--- Try it ---
Of the entries below, copy only those lines that contain the word "TimesheetStatus".

(Dataset entries)
use crate::error::{AppError, AppResult};
use crate::model::assignment::{
    AssignmentSlot, AssignmentStatus, AssignmentType, EmployeeAssignment, plan_normalization,
    timesheet_dates,
};
use crate::model::timesheet::{TimesheetStatus, WorkedHours};
use crate::service::employee;
use crate::utils::db_utils::{ASSIGNMENT_COLUMNS, build_update_sql, execute_update};
use chrono::{Local, NaiveDate};
use serde::Deserialize;
use serde_json::Value;
use sqlx::{MySql, MySqlPool, Transaction};
use std::collections::HashSet;
use tracing::{debug, info};
use utoipa::ToSchema;

const ASSIGNMENT_SELECT: &str = r#"
    SELECT id, employee_id, assignment_type, name, location, status, start_date, end_date,
           notes, assigned_by, project_id, rental_id, created_at
    FROM employee_assignments
"#;

#[derive(Debug, Deserialize, ToSchema)]
pub struct CreateAssignment {
    #[schema(example = "project")]
    pub assignment_type: AssignmentType,
    #[schema(example = "Riyadh Metro Line 3")]
    pub name: String,
    pub location: Option<String>,
    #[schema(example = "2026-03-01", format = "date", value_type = String)]
    pub start_date: NaiveDate,
    #[schema(example = "2026-06-30", format = "date", value_type = Option<String>)]
    pub end_date: Option<NaiveDate>,
    pub notes: Option<String>,
    pub project_id: Option<u64>,
    pub rental_id: Option<u64>,
}

fn check_dates(start: NaiveDate, end: Option<NaiveDate>) -> AppResult<()> {
    if end.is_some_and(|e| e < start) {
        return Err(AppError::bad_request("end_date cannot be before start_date"));
    }
    Ok(())
}

pub async fn get(pool: &MySqlPool, assignment_id: u64) -> AppResult<EmployeeAssignment> {
    sqlx::query_as::<_, EmployeeAssignment>(&format!("{} WHERE id = ?", ASSIGNMENT_SELECT))
        .bind(assignment_id)
        .fetch_optional(pool)
        .await?
        .ok_or_else(|| AppError::not_found("Assignment not found"))
}

pub async fn list_for_employee(pool: &MySqlPool, employee_id: u64) -> AppResult<Vec<EmployeeAssignment>> {
    let rows = sqlx::query_as::<_, EmployeeAssignment>(&format!(
        "{} WHERE employee_id = ? ORDER BY start_date DESC, id DESC",
        ASSIGNMENT_SELECT
    ))
    .bind(employee_id)
    .fetch_all(pool)
    .await?;
    Ok(rows)
}

/// Makes the latest assignment the active one and closes all earlier ones.
async fn normalize(tx: &mut Transaction<'_, MySql>, employee_id: u64) -> Result<usize, sqlx::Error> {
    let slots = sqlx::query_as::<_, AssignmentSlot>(
        "SELECT id, start_date, end_date, status FROM employee_assignments WHERE employee_id = ? FOR UPDATE",
    )
    .bind(employee_id)
    .fetch_all(&mut **tx)
    .await?;

    let updates = plan_normalization(&slots);
    for update in &updates {
        debug!(assignment_id = update.id, status = %update.status, "Normalizing assignment");
        sqlx::query("UPDATE employee_assignments SET status = ?, end_date = ? WHERE id = ?")
            .bind(update.status.as_ref())
            .bind(update.end_date)
            .bind(update.id)
            .execute(&mut **tx)
            .await?;
    }

    Ok(updates.len())
}

/// Hours a generated timesheet books for one day of the employee's contract.
fn contract_hours(hours_per_day: u32) -> f64 {
    match hours_per_day {
        0 => 8.0,
        h => f64::from(h),
    }
}

/// Pending timesheets for every day of the assignment up to today that has none yet.
async fn generate_timesheets(
    tx: &mut Transaction<'_, MySql>,
    assignment: &EmployeeAssignment,
    hours_per_day: f64,
    today: NaiveDate,
) -> Result<usize, sqlx::Error> {
    let dates = timesheet_dates(assignment.start_date, assignment.end_date, today);
    let (first, last) = match (dates.first(), dates.last()) {
        (Some(f), Some(l)) => (*f, *l),
        _ => return Ok(0),
    };

    let existing: HashSet<NaiveDate> = sqlx::query_scalar::<_, NaiveDate>(
        "SELECT date FROM timesheets WHERE employee_id = ? AND date BETWEEN ? AND ?",
    )
    .bind(assignment.employee_id)
    .bind(first)
    .bind(last)
    .fetch_all(&mut **tx)
    .await?
    .into_iter()
    .collect();

    let hours = WorkedHours::contract_day(hours_per_day);
    let mut created = 0usize;

    for date in dates.into_iter().filter(|d| !existing.contains(d)) {
        sqlx::query(
            r#"
            INSERT INTO timesheets
                (employee_id, assignment_id, project_id, rental_id, date,
                 regular_hours, overtime_hours, total_hours, status)
            VALUES (?, ?, ?, ?, ?, ?, ?, ?, ?)
            "#,
        )
        .bind(assignment.employee_id)
        .bind(assignment.id)
        .bind(assignment.project_id)
        .bind(assignment.rental_id)
        .bind(date)
        .bind(hours.regular_hours)
        .bind(hours.overtime_hours)
        .bind(hours.total_hours)
        .bind(TimesheetStatus::Pending.as_ref())
        .execute(&mut **tx)
        .await?;
        created += 1;
    }

    Ok(created)
}

pub async fn create(
    pool: &MySqlPool,
    employee_id: u64,
    input: &CreateAssignment,
    assigned_by: u64,
) -> AppResult<EmployeeAssignment> {
    if input.name.trim().is_empty() {
        return Err(AppError::bad_request("Assignment name is required"));
    }
    check_dates(input.start_date, input.end_date)?;

    let employee = employee::get(pool, employee_id).await?;
    let today = Local::now().date_naive();

    let mut tx = pool.begin().await?;

    let assignment_id = sqlx::query(
        r#"
        INSERT INTO employee_assignments
            (employee_id, assignment_type, name, location, status, start_date, end_date,
             notes, assigned_by, project_id, rental_id)
        VALUES (?, ?, ?, ?, ?, ?, ?, ?, ?, ?, ?)
        "#,
    )
    .bind(employee_id)
    .bind(input.assignment_type.as_ref())
    .bind(input.name.trim())
    .bind(&input.location)
    .bind(AssignmentStatus::Active.as_ref())
    .bind(input.start_date)
    .bind(input.end_date)
    .bind(&input.notes)
    .bind(assigned_by)
    .bind(input.project_id)
    .bind(input.rental_id)
    .execute(&mut *tx)
    .await?
    .last_insert_id();

    let inserted = sqlx::query_as::<_, EmployeeAssignment>(&format!("{} WHERE id = ?", ASSIGNMENT_SELECT))
        .bind(assignment_id)
        .fetch_one(&mut *tx)
        .await?;

    let generated = generate_timesheets(&mut tx, &inserted, contract_hours(employee.contract_hours_per_day), today).await?;
    let normalized = normalize(&mut tx, employee_id).await?;

    tx.commit().await?;

    info!(assignment_id, employee_id, generated, normalized, "Assignment created");
    get(pool, assignment_id).await
}

pub async fn update(pool: &MySqlPool, assignment_id: u64, payload: &Value) -> AppResult<EmployeeAssignment> {
    let current = get(pool, assignment_id).await?;

    if let Some(kind) = payload.get("assignment_type") {
        let valid = kind.as_str().is_some_and(|k| k.parse::<AssignmentType>().is_ok());
        if !valid {
            return Err(AppError::bad_request("Invalid assignment type"));
        }
    }

    let date_field = |field: &str, fallback: Option<NaiveDate>| -> AppResult<Option<NaiveDate>> {
        match payload.get(field) {
            None => Ok(fallback),
            Some(Value::Null) => Ok(None),
            Some(v) => v
                .as_str()
                .and_then(|s| NaiveDate::parse_from_str(s, "%Y-%m-%d").ok())
                .map(Some)
                .ok_or_else(|| AppError::bad_request(format!("{} must be a YYYY-MM-DD date", field))),
        }
    };
    let start = date_field("start_date", Some(current.start_date))?
        .ok_or_else(|| AppError::bad_request("start_date cannot be null"))?;
    let end = date_field("end_date", current.end_date)?;
    check_dates(start, end)?;

    let update = build_update_sql(&ASSIGNMENT_COLUMNS, payload, "id", assignment_id)?;

    let mut tx = pool.begin().await?;
    execute_update(&mut *tx, update).await?;
    normalize(&mut tx, current.employee_id).await?;
    tx.commit().await?;

    info!(assignment_id, "Assignment updated");
    get(pool, assignment_id).await
}

/// Removes the assignment with the timesheets it would still produce from today on.
pub async fn delete(pool: &MySqlPool, assignment_id: u64) -> AppResult<u64> {
    let assignment = get(pool, assignment_id).await?;
    let today = Local::now().date_naive();

    let kind = assignment.assignment_type.parse::<AssignmentType>().ok();
    let (link_column, link_value) = match (kind, assignment.project_id, assignment.rental_id) {
        (Some(AssignmentType::Project), Some(project_id), _) => ("project_id", project_id),
        (Some(AssignmentType::Rental), _, Some(rental_id)) => ("rental_id", rental_id),
        _ => ("assignment_id", assignment.id),
    };

    let mut tx = pool.begin().await?;

    let removed_timesheets = sqlx::query(&format!(
        "DELETE FROM timesheets WHERE employee_id = ? AND date >= ? AND {} = ?",
        link_column
    ))
    .bind(assignment.employee_id)
    .bind(today)
    .bind(link_value)
    .execute(&mut *tx)
    .await?
    .rows_affected();

    // past timesheets keep their history without the link
    sqlx::query("UPDATE timesheets SET assignment_id = NULL WHERE assignment_id = ?")
        .bind(assignment.id)
        .execute(&mut *tx)
        .await?;

    sqlx::query("DELETE FROM employee_assignments WHERE id = ?")
        .bind(assignment.id)
        .execute(&mut *tx)
        .await?;

    normalize(&mut tx, assignment.employee_id).await?;
    tx.commit().await?;

    info!(assignment_id, removed_timesheets, "Assignment deleted");
    Ok(removed_timesheets)
}

#[cfg(test)]
mod tests {
    use super::*;

    #[test]
    fn end_before_start_is_rejected() {
        let d = |s| NaiveDate::parse_from_str(s, "%Y-%m-%d").unwrap();
        assert!(check_dates(d("2026-03-01"), Some(d("2026-02-28"))).is_err());
        assert!(check_dates(d("2026-03-01"), Some(d("2026-03-01"))).is_ok());
        assert!(check_dates(d("2026-03-01"), None).is_ok());
    }

    #[test]
    fn generated_days_book_the_contract_as_regular_hours() {
        let ten_hour_day = WorkedHours::contract_day(contract_hours(10));
        assert_eq!(ten_hour_day.regular_hours, 10.0);
        assert_eq!(ten_hour_day.overtime_hours, 0.0);

        assert_eq!(contract_hours(0), 8.0);
    }

    #[test]
    fn create_payload_parses_type() {
        let input: CreateAssignment = serde_json::from_value(serde_json::json!({
            "assignment_type": "rental",
            "name": "Crane hire",
            "start_date": "2026-03-01",
            "rental_id": 9
        }))
        .unwrap();
        assert_eq!(input.assignment_type, AssignmentType::Rental);
        assert_eq!(input.end_date, None);
    }
}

--- Output for this exercise ---
use crate::model::timesheet::{TimesheetStatus, WorkedHours};
        .bind(TimesheetStatus::Pending.as_ref())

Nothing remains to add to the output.